The Truth behind Food Labels

One of the seemingly best things about shopping at stores and markets today is that you’ll always know what you’re buying. Right? I mean, with many government regulations in dozens of countries, food labels have to be accurate and tell you all about the nutritional value of a product, as well as other factors like, obviously, price, the ingredients list and, for some products, even where it was made.

With the many regulations, today’s shopping trips are easy and you always get what you think you’re getting. Oh, you mean that’s not true? Well, it’s not. In fact, depending on what you’re shopping for, it’s not even close to true.

Before we get to the outright “lies” in food labeling, however, let’s speak a little bit about how misleading labeling can be. You think you’re buying one thing, but you’re really buying something completely different at times.

  • First up, let’s speak about organic foods. Now, most people purchase organic foods for a few reasons – and none really have to do with the taste being any better. Let’s be honest here. In blind taste tests, organics habitually bring less flavor to the party. But because you want to support local farmers, sustainable food and other causes, you’re willing to pay nearly 60% more for organics.

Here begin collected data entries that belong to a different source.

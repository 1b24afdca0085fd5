//! Debug-info presence checks for ELF files.
//!
//! Used to confirm that an unstrip actually produced a binary carrying DWARF,
//! and to look at what a stripped binary says about its debug file.

use std::fmt::Write as _;
use std::fs;
use std::path::Path;

use object::{Object, ObjectSection};

use crate::error::{Result, SymbolError};

/// Debug-related facts about one object file.
#[derive(Debug, Clone, PartialEq, Eq)]
pub struct DebugInfoSummary
{
    /// Container format, e.g. `Elf`.
    pub format: String,
    /// Names of the `.debug_*` sections present.
    pub debug_sections: Vec<String>,
    /// Whether a full symbol table (`.symtab`) is present.
    pub has_symtab: bool,
    /// GNU build id, hex encoded.
    pub build_id: Option<String>,
    /// File name recorded in `.gnu_debuglink`.
    pub debuglink: Option<String>,
}

impl DebugInfoSummary
{
    /// Whether DWARF line/info data is present.
    pub fn has_debug_info(&self) -> bool
    {
        self.debug_sections.iter().any(|name| name == ".debug_info")
    }
}

/// Inspect the object file at `path`.
///
/// ## Errors
///
/// Returns [`SymbolError::Io`] if the file cannot be read and
/// [`SymbolError::InvalidBinary`] if it is not a supported object file.
pub fn inspect_file(path: &Path) -> Result<DebugInfoSummary>
{
    let data = fs::read(path)?;
    inspect_bytes(&data).map_err(|err| match err {
        SymbolError::InvalidBinary(reason) => SymbolError::InvalidBinary(format!("{}: {reason}", path.display())),
        other => other,
    })
}

/// Inspect an object file held in memory.
///
/// ## Errors
///
/// Returns [`SymbolError::InvalidBinary`] if `data` does not parse.
pub fn inspect_bytes(data: &[u8]) -> Result<DebugInfoSummary>
{
    let file = object::File::parse(data).map_err(|err| SymbolError::InvalidBinary(err.to_string()))?;

    let mut debug_sections: Vec<String> = file
        .sections()
        .filter_map(|section| section.name().ok().map(str::to_string))
        .filter(|name| name.starts_with(".debug_") || name.starts_with(".zdebug_"))
        .collect();
    debug_sections.sort();
    debug_sections.dedup();

    let build_id = file.build_id().ok().flatten().map(|bytes| {
        bytes.iter().fold(String::with_capacity(bytes.len() * 2), |mut hex, byte| {
            let _ = write!(hex, "{byte:02x}");
            hex
        })
    });
    let debuglink = file
        .gnu_debuglink()
        .ok()
        .flatten()
        .map(|(name, _crc)| String::from_utf8_lossy(name).into_owned());

    Ok(DebugInfoSummary {
        format: format!("{:?}", file.format()),
        debug_sections,
        has_symtab: file.section_by_name(".symtab").is_some(),
        build_id,
        debuglink,
    })
}

#[cfg(test)]
mod tests
{
    use super::*;

    #[test]
    fn test_rejects_non_object_data()
    {
        assert!(matches!(
            inspect_bytes(b"definitely not an ELF file"),
            Err(SymbolError::InvalidBinary(_))
        ));
    }

    #[cfg(target_os = "linux")]
    #[test]
    fn test_inspects_own_test_binary()
    {
        let exe = std::env::current_exe().unwrap();
        let summary = inspect_file(&exe).unwrap();
        assert_eq!(summary.format, "Elf");
    }

    #[test]
    fn test_missing_file_is_io_error()
    {
        let dir = tempfile::tempdir().unwrap();
        assert!(matches!(
            inspect_file(&dir.path().join("missing")),
            Err(SymbolError::Io(_))
        ));
    }
}
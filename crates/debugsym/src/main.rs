use std::fs::File;
use std::io::{self, BufReader, BufWriter, Write};
use std::path::{Path, PathBuf};
use std::process;
use std::sync::Arc;
use std::time::Duration;

use clap::{Args, Parser, Subcommand};
use debugsym_core::config::{DEFAULT_CACHE_ROOT, DEFAULT_MERGE_TOOL, ResolverConfig};
use debugsym_core::platform::{LocalFilesystem, MirrorDownloader, SystemProcessRunner};
use debugsym_core::symbols::{hasher, inspect_file, DebugSymbolCache, NativeLibraryFilter, Resolver};
use debugsym_core::types::{debug_file_name, Module};
use debugsym_utils::{info, init_logging, init_logging_to_file, init_logging_with_level, warn, LogFormat, LogLevel};

/// Resolve and apply debug symbols for the modules of a crash dump.
#[derive(Parser, Debug)]
#[command(name = "debugsym")]
#[command(version)]
#[command(about = "Resolve and apply debug symbols for the modules of a crash dump", long_about = None)]
struct Cli
{
    /// Log level (error, warn, info, debug, trace); overrides RUST_LOG
    #[arg(long, global = true)]
    log_level: Option<LogLevel>,

    /// Write logs to ~/.debugsym/ instead of the console
    #[arg(long, global = true, default_value_t = false)]
    log_to_file: bool,

    #[command(subcommand)]
    command: Commands,
}

#[derive(Subcommand, Debug)]
enum Commands
{
    /// Resolve debug symbols for a JSON list of modules
    Resolve
    {
        /// JSON array of module records
        #[arg(long)]
        modules: PathBuf,
        /// Where to write the updated records (default: stdout)
        #[arg(long)]
        output: Option<PathBuf>,
        #[command(flatten)]
        resolver: ResolverArgs,
    },
    /// Print the cache path a binary maps to
    CachePath
    {
        /// Local copy of the binary
        binary: PathBuf,
        /// Module file name (default: the binary's own file name)
        #[arg(long)]
        file_name: Option<String>,
        /// Root of the debug-symbol cache
        #[arg(long, env = "DEBUGSYM_CACHE_ROOT", default_value = DEFAULT_CACHE_ROOT)]
        cache_root: PathBuf,
    },
    /// Report the debug information carried by an ELF file
    Inspect
    {
        /// File to inspect
        binary: PathBuf,
    },
}

#[derive(Args, Debug)]
struct ResolverArgs
{
    /// Root of the debug-symbol cache
    #[arg(long, env = "DEBUGSYM_CACHE_ROOT", default_value = DEFAULT_CACHE_ROOT)]
    cache_root: PathBuf,

    /// Symbol mirror template (file:// URL or path) with {digest}, {name}
    /// and {file} placeholders
    #[arg(long, env = "DEBUGSYM_SYMBOL_SERVER")]
    symbol_server: Option<String>,

    /// Program used to merge debug files into binaries
    #[arg(long, default_value = DEFAULT_MERGE_TOOL)]
    merge_tool: String,

    /// Number of modules resolved at the same time
    #[arg(long, short)]
    jobs: Option<usize>,

    /// Timeout for one download, in seconds
    #[arg(long, default_value_t = 60)]
    download_timeout_secs: u64,

    /// Timeout for one merge, in seconds
    #[arg(long, default_value_t = 120)]
    merge_timeout_secs: u64,

    /// Only locate debug files, do not merge them after a download
    #[arg(long, default_value_t = false)]
    no_patch_after_download: bool,

    /// Accept any merge-tool exit status
    #[arg(long, default_value_t = false)]
    ignore_merge_status: bool,

    /// Directory names whose libraries are eligible (repeatable)
    #[arg(long = "monitored-dir")]
    monitored_dirs: Vec<String>,
}

impl ResolverArgs
{
    fn config(&self) -> ResolverConfig
    {
        let mut config = ResolverConfig::new(&self.cache_root)
            .with_merge_tool(&self.merge_tool)
            .with_download_timeout(Duration::from_secs(self.download_timeout_secs))
            .with_merge_timeout(Duration::from_secs(self.merge_timeout_secs))
            .with_patch_after_download(!self.no_patch_after_download)
            .with_verify_merge_status(!self.ignore_merge_status);
        if let Some(template) = &self.symbol_server {
            config = config.with_symbol_url_template(template);
        }
        if let Some(jobs) = self.jobs {
            config = config.with_max_concurrency(jobs);
        }
        config
    }

    /// Reject a symbol server the mirror downloader cannot read from.
    fn check_symbol_server(&self) -> Result<(), String>
    {
        match &self.symbol_server {
            Some(template) if !MirrorDownloader::supports(template) => Err(format!(
                "unsupported symbol server '{template}': only file:// URLs and plain paths are supported"
            )),
            _ => Ok(()),
        }
    }
}

fn main()
{
    let cli = Cli::parse();

    if let Err(e) = setup_logging(&cli) {
        eprintln!("Failed to initialize logging: {e}");
        process::exit(1);
    }

    if let Err(e) = run_command(cli) {
        eprintln!("Error: {e}");
        process::exit(1);
    }
}

fn setup_logging(cli: &Cli) -> Result<(), Box<dyn std::error::Error>>
{
    let format = std::env::var(debugsym_utils::logging::LOG_FORMAT_ENV)
        .ok()
        .and_then(|s| s.parse::<LogFormat>().ok())
        .unwrap_or_default();

    if cli.log_to_file {
        let path = init_logging_to_file(cli.log_level, format)?;
        eprintln!("Logging to {}", path.display());
        return Ok(());
    }
    match cli.log_level {
        Some(level) => init_logging_with_level(level, format)?,
        None => init_logging()?,
    }
    Ok(())
}

fn run_command(cli: Cli) -> Result<(), Box<dyn std::error::Error>>
{
    match cli.command {
        Commands::Resolve {
            modules,
            output,
            resolver,
        } => {
            resolver.check_symbol_server()?;
            let runtime = tokio::runtime::Builder::new_multi_thread().enable_all().build()?;
            runtime.block_on(resolve(&modules, output.as_deref(), &resolver))
        }
        Commands::CachePath {
            binary,
            file_name,
            cache_root,
        } => cache_path(&binary, file_name, cache_root),
        Commands::Inspect { binary } => inspect(&binary),
    }
}

async fn resolve(modules_path: &Path, output: Option<&Path>, args: &ResolverArgs) -> Result<(), Box<dyn std::error::Error>>
{
    let mut modules: Vec<Module> = serde_json::from_reader(BufReader::new(File::open(modules_path)?))?;
    info!(count = modules.len(), file = %modules_path.display(), "Loaded module list");

    let mut resolver = Resolver::new(
        args.config(),
        Arc::new(LocalFilesystem),
        Arc::new(MirrorDownloader),
        Arc::new(SystemProcessRunner),
    )?;
    if !args.monitored_dirs.is_empty() {
        resolver = resolver.with_filter(NativeLibraryFilter::new(args.monitored_dirs.iter().cloned()));
    }

    // Ctrl-C stops new modules from starting; running merges finish so no
    // binary is left half-written.
    let interrupt = async {
        if tokio::signal::ctrl_c().await.is_err() {
            warn!("Cannot listen for Ctrl-C, resolution runs to completion");
            std::future::pending::<()>().await;
        }
    };
    let report = resolver.resolve_until(&mut modules, interrupt).await?;

    match output {
        Some(path) => {
            let mut writer = BufWriter::new(File::create(path)?);
            serde_json::to_writer_pretty(&mut writer, &modules)?;
            writer.flush()?;
        }
        None => {
            let mut stdout = io::stdout().lock();
            serde_json::to_writer_pretty(&mut stdout, &modules)?;
            writeln!(stdout)?;
        }
    }

    eprintln!("{report}");
    if report.interrupted {
        return Err("interrupted".into());
    }
    Ok(())
}

fn cache_path(binary: &Path, file_name: Option<String>, cache_root: PathBuf) -> Result<(), Box<dyn std::error::Error>>
{
    let file_name = match file_name {
        Some(name) => name,
        None => binary
            .file_name()
            .map(|name| name.to_string_lossy().into_owned())
            .ok_or("binary path has no file name")?,
    };

    let digest = hasher::hash_file(binary)?;
    let cache = DebugSymbolCache::new(cache_root, Arc::new(LocalFilesystem));
    let path = cache.resolve_path(&digest, &debug_file_name(&file_name));

    println!("{}", path.display());
    let state = if path.is_file() { "cached" } else { "not cached" };
    eprintln!("digest {digest}, {state}");
    Ok(())
}

fn inspect(binary: &Path) -> Result<(), Box<dyn std::error::Error>>
{
    let summary = inspect_file(binary)?;

    println!("File:          {}", binary.display());
    println!("Format:        {}", summary.format);
    println!("Debug info:    {}", if summary.has_debug_info() { "yes" } else { "no" });
    println!("Symbol table:  {}", if summary.has_symtab { "yes" } else { "no" });
    println!("Build ID:      {}", summary.build_id.as_deref().unwrap_or("-"));
    println!("Debug link:    {}", summary.debuglink.as_deref().unwrap_or("-"));
    if !summary.debug_sections.is_empty() {
        println!("Sections:      {}", summary.debug_sections.join(", "));
    }
    Ok(())
}
//! Module eligibility policy.
//!
//! Which modules are worth resolving is a deployment decision, so the
//! resolver takes the policy as an injected [`ModuleFilter`]. Modules without
//! a local binary are always skipped before the policy is consulted.

use std::path::{Component, Path};

use crate::types::Module;

/// Directory names treated as monitored library locations by default.
pub const DEFAULT_MONITORED_DIRS: &[&str] = &["ruxit"];

/// Decides whether a module takes part in resolution.
///
/// Implemented for any `Fn(&Module) -> bool`, so a closure works as a policy:
///
/// ```rust
/// use debugsym_core::symbols::ModuleFilter;
/// use debugsym_core::types::Module;
///
/// let only_libc = |module: &Module| module.file_name.starts_with("libc.");
/// assert!(only_libc.is_eligible(&Module::new("libc.so.6", "/usr/lib/libc.so.6")));
/// ```
pub trait ModuleFilter: Send + Sync
{
    /// Whether `module` should be resolved.
    fn is_eligible(&self, module: &Module) -> bool;
}

impl<F> ModuleFilter for F
where
    F: Fn(&Module) -> bool + Send + Sync,
{
    fn is_eligible(&self, module: &Module) -> bool
    {
        self(module)
    }
}

/// Default policy: native shared libraries loaded from a monitored directory.
///
/// A module's runtime `file_path` qualifies when
/// - its file name ends in `.so` or a versioned `.so.N[.M...]` suffix, and
/// - one of its parent directory components equals a monitored directory
///   name (default: [`DEFAULT_MONITORED_DIRS`]).
#[derive(Debug, Clone, PartialEq, Eq)]
pub struct NativeLibraryFilter
{
    monitored_dirs: Vec<String>,
}

impl Default for NativeLibraryFilter
{
    fn default() -> Self
    {
        Self::new(DEFAULT_MONITORED_DIRS.iter().copied())
    }
}

impl NativeLibraryFilter
{
    /// Filter accepting libraries below any of `dirs`.
    pub fn new<I, S>(dirs: I) -> Self
    where
        I: IntoIterator<Item = S>,
        S: Into<String>,
    {
        Self {
            monitored_dirs: dirs.into_iter().map(Into::into).collect(),
        }
    }

    /// Monitored directory names.
    pub fn monitored_dirs(&self) -> &[String]
    {
        &self.monitored_dirs
    }

    fn in_monitored_dir(&self, path: &Path) -> bool
    {
        let Some(parent) = path.parent() else {
            return false;
        };
        parent.components().any(|component| match component {
            Component::Normal(name) => self.monitored_dirs.iter().any(|dir| name == dir.as_str()),
            _ => false,
        })
    }
}

impl ModuleFilter for NativeLibraryFilter
{
    fn is_eligible(&self, module: &Module) -> bool
    {
        let path = Path::new(&module.file_path);
        let Some(name) = path.file_name().and_then(|name| name.to_str()) else {
            return false;
        };
        is_shared_object_name(name) && self.in_monitored_dir(path)
    }
}

/// `libfoo.so`, `libfoo.so.1`, `libfoo.so.1.2.3`.
fn is_shared_object_name(name: &str) -> bool
{
    if name.ends_with(".so") && name.len() > ".so".len() {
        return true;
    }
    let Some(idx) = name.rfind(".so.") else {
        return false;
    };
    let version = &name[idx + ".so.".len()..];
    idx > 0
        && !version.is_empty()
        && version.split('.').all(|part| !part.is_empty() && part.bytes().all(|b| b.is_ascii_digit()))
}

#[cfg(test)]
mod tests
{
    use super::*;

    fn module(file_path: &str) -> Module
    {
        let name = Path::new(file_path)
            .file_name()
            .map(|n| n.to_string_lossy().into_owned())
            .unwrap_or_default();
        Module::new(name, file_path).with_local_path(format!(".{file_path}"))
    }

    #[test]
    fn test_default_accepts_monitored_libraries()
    {
        let filter = NativeLibraryFilter::default();
        assert!(filter.is_eligible(&module("/lib/ruxit/somelib.so")));
        assert!(filter.is_eligible(&module("/opt/ruxit/agent/lib64/liboneagent.so.1.2")));
    }

    #[test]
    fn test_default_rejects_other_paths()
    {
        let filter = NativeLibraryFilter::default();
        assert!(!filter.is_eligible(&module("some/path")));
        assert!(!filter.is_eligible(&module("/usr/lib/libc.so.6")));
        assert!(!filter.is_eligible(&module("/lib/ruxit/readme.txt")));
        assert!(!filter.is_eligible(&module("/lib/ruxit/libfoo.so.x")));
        assert!(!filter.is_eligible(&module("/ruxit.so")));
    }

    #[test]
    fn test_custom_dirs()
    {
        let filter = NativeLibraryFilter::new(["agent"]);
        assert!(filter.is_eligible(&module("/opt/agent/libx.so")));
        assert!(!filter.is_eligible(&module("/lib/ruxit/somelib.so")));
    }

    #[test]
    fn test_shared_object_names()
    {
        assert!(is_shared_object_name("a.so"));
        assert!(is_shared_object_name("libssl.so.3"));
        assert!(!is_shared_object_name(".so"));
        assert!(!is_shared_object_name("libssl.so."));
        assert!(!is_shared_object_name("archive.sox"));
    }
}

    The problem: organic foods only require that they’re labeled as organic. This means the tomatoes you’re spending 10 bucks on are probably from China, where they were imported for 50 cent. So while the label says organic, and the food is technically organic, it’s really misleading.

  • The same goes for a term like “natural“. When you read that a product is all natural, you’re assuming it’s good for you. However, no regulations stipulate that a manufacturer can’t label foods as natural, unless you’re dealing with meat/poultry, so a lot of things you buy that say natural might be anything but.
  • Let’s talk about low fat labeling and outright lies. Let’s say you’re looking at a can of cooking spray. The spray is butter flavored, 100% nonstick, and supposedly contains 0% fat. Wow, you really found something great for your diet. Or have you? You see, there’s just as much fat in that oil as in any other oil, and you can bet that it’s not really healthy. But since the manufacturer’s suggested spray serving equals less than 1 gram of total fat, the company is allowed to skirt past the regulation and label their product as 0 grams of fat.

    You think you’re buying something healthy, and in fact probably pay more for it, and it turns out it’s just as fattening as any other oil. This is definitely a dirty secret of the food industry.

  • If you’re a canned fruit fan, another little dirty secret is the “light” fruit you’ll see on sale. Light doesn’t mean light on calories; it means the corn syrup used in packaging doesn’t have as much viscosity. That’s all.

Examples of false advertisement in food labeling are running rampant throughout your grocers. But what else should someone expect from a government-regulated industry? Always educate yourself about food facts before purchasing foods, and always try to stay away from the canned, jarred, boxed and other processed stuff.